___ Data for analysis ___
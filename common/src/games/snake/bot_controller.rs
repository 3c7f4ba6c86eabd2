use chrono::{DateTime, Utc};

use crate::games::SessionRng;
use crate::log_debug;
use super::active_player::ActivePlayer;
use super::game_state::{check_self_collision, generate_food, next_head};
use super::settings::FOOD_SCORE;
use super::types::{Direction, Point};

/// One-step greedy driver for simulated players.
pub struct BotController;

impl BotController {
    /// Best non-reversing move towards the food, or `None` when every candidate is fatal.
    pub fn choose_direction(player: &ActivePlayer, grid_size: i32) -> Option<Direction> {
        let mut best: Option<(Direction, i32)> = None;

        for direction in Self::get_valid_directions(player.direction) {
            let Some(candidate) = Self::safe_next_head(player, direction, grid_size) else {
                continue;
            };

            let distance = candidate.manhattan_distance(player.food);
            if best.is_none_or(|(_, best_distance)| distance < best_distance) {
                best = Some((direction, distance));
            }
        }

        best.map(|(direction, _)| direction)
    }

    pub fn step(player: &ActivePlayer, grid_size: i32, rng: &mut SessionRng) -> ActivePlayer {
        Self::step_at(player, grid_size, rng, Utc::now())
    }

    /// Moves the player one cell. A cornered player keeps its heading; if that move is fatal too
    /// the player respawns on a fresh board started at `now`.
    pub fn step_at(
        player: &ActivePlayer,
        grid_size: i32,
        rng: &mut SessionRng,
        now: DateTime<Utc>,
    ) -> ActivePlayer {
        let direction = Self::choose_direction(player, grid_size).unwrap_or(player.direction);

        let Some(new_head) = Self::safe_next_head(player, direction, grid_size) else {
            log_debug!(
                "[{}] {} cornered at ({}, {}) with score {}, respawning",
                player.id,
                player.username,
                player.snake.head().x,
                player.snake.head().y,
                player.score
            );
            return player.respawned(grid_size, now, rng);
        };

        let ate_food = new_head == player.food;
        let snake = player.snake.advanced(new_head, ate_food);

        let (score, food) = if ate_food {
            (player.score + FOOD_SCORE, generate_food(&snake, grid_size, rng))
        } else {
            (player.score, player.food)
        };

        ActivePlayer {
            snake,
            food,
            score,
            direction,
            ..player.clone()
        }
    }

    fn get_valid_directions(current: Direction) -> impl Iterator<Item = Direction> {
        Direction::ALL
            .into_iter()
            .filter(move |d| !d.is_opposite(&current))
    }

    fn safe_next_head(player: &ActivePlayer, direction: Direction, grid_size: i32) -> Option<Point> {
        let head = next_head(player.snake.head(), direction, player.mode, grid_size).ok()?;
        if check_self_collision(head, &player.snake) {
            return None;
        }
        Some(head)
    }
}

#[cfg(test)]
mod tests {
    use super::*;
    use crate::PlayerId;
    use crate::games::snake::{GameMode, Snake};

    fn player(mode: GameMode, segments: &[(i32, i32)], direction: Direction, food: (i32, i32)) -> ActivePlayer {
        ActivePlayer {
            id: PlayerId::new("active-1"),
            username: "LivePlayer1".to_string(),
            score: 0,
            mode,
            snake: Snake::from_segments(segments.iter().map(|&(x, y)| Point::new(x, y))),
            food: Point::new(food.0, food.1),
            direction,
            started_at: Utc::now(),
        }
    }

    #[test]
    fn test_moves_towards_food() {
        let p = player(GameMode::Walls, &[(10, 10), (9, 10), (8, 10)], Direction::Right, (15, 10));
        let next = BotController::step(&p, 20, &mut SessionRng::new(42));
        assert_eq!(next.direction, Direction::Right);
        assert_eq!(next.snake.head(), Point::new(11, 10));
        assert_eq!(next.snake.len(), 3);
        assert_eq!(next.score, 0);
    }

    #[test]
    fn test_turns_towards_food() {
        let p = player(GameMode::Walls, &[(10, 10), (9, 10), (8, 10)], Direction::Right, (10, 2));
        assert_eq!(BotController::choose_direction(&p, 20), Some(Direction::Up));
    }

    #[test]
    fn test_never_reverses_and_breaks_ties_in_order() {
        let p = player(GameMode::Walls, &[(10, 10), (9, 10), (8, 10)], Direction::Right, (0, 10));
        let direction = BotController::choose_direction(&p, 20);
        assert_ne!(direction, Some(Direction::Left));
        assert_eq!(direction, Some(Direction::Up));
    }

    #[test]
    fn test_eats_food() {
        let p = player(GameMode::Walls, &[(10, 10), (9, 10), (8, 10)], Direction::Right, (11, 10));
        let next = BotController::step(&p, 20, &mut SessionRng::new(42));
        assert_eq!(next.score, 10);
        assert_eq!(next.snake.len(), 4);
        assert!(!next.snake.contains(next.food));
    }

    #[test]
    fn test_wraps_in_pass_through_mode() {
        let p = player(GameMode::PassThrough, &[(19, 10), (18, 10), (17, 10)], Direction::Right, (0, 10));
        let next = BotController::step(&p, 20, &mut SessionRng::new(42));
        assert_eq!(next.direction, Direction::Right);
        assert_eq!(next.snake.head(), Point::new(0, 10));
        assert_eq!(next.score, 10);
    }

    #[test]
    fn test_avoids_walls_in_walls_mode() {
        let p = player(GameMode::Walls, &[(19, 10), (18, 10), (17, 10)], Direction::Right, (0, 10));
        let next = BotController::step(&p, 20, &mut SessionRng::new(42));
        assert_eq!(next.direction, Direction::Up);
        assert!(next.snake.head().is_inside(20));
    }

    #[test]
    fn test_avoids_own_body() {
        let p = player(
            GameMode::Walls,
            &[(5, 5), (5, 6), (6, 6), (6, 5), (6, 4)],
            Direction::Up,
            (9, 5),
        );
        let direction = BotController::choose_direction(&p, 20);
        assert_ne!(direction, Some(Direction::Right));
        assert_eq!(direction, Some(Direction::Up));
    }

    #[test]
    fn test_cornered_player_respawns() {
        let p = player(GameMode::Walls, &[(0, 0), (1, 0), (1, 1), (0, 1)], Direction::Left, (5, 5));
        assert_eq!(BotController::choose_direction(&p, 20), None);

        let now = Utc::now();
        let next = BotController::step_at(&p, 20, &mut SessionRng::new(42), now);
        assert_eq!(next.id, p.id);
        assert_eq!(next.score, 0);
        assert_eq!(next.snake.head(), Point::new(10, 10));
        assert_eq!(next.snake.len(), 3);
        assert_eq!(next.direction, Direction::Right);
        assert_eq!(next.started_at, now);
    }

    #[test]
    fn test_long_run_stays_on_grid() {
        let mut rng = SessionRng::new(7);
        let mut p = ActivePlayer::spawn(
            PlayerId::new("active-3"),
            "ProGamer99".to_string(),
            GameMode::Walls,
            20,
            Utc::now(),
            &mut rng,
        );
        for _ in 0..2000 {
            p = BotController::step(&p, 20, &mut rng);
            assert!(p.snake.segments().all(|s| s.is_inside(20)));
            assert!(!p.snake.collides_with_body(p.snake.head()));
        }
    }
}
___
___ Data for analysis ___
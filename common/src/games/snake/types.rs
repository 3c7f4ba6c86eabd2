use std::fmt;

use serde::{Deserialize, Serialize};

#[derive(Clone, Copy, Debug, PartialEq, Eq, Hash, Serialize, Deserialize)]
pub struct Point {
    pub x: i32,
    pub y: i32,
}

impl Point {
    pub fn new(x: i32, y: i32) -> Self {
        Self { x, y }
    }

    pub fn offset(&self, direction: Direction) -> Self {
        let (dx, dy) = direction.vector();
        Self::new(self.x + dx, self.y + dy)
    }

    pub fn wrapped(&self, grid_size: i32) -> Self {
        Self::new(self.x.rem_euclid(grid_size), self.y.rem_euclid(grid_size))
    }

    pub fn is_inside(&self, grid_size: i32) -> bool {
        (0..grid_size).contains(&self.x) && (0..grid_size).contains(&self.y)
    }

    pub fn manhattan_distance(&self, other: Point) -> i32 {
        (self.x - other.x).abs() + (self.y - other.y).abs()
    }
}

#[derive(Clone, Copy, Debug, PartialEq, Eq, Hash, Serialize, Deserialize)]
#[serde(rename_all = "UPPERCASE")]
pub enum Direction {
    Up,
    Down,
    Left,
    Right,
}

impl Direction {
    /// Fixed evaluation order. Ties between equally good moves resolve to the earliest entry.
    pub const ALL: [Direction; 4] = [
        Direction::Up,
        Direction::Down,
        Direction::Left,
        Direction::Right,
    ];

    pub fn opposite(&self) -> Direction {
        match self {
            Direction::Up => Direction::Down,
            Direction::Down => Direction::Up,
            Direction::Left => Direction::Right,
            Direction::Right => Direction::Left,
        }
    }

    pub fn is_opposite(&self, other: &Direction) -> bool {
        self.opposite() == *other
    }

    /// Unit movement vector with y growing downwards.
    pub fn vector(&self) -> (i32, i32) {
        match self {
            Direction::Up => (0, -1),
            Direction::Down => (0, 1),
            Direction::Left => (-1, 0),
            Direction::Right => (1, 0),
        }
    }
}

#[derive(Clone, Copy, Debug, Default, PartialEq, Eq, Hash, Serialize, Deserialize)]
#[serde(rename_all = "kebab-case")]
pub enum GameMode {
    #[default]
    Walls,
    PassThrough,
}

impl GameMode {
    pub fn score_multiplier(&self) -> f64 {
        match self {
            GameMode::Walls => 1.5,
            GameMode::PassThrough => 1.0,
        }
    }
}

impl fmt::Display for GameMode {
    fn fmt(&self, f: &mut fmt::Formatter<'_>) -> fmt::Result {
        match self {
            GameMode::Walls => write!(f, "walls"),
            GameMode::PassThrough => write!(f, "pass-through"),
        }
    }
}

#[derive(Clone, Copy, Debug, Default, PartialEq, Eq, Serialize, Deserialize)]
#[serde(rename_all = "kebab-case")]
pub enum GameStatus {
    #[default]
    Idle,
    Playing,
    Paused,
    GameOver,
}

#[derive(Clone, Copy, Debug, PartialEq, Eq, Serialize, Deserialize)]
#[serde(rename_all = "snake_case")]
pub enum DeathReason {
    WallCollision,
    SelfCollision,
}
___
◆ **What the task requires**:
Look through the entries above, find each line containing "Left", and copy it.

◆ **Task solution**:
        assert_ne!(direction, Some(Direction::Left));
        let p = player(GameMode::Walls, &[(0, 0), (1, 0), (1, 1), (0, 1)], Direction::Left, (5, 5));
    Left,
        Direction::Left,
            Direction::Left => Direction::Right,
            Direction::Right => Direction::Left,
            Direction::Left => (-1, 0),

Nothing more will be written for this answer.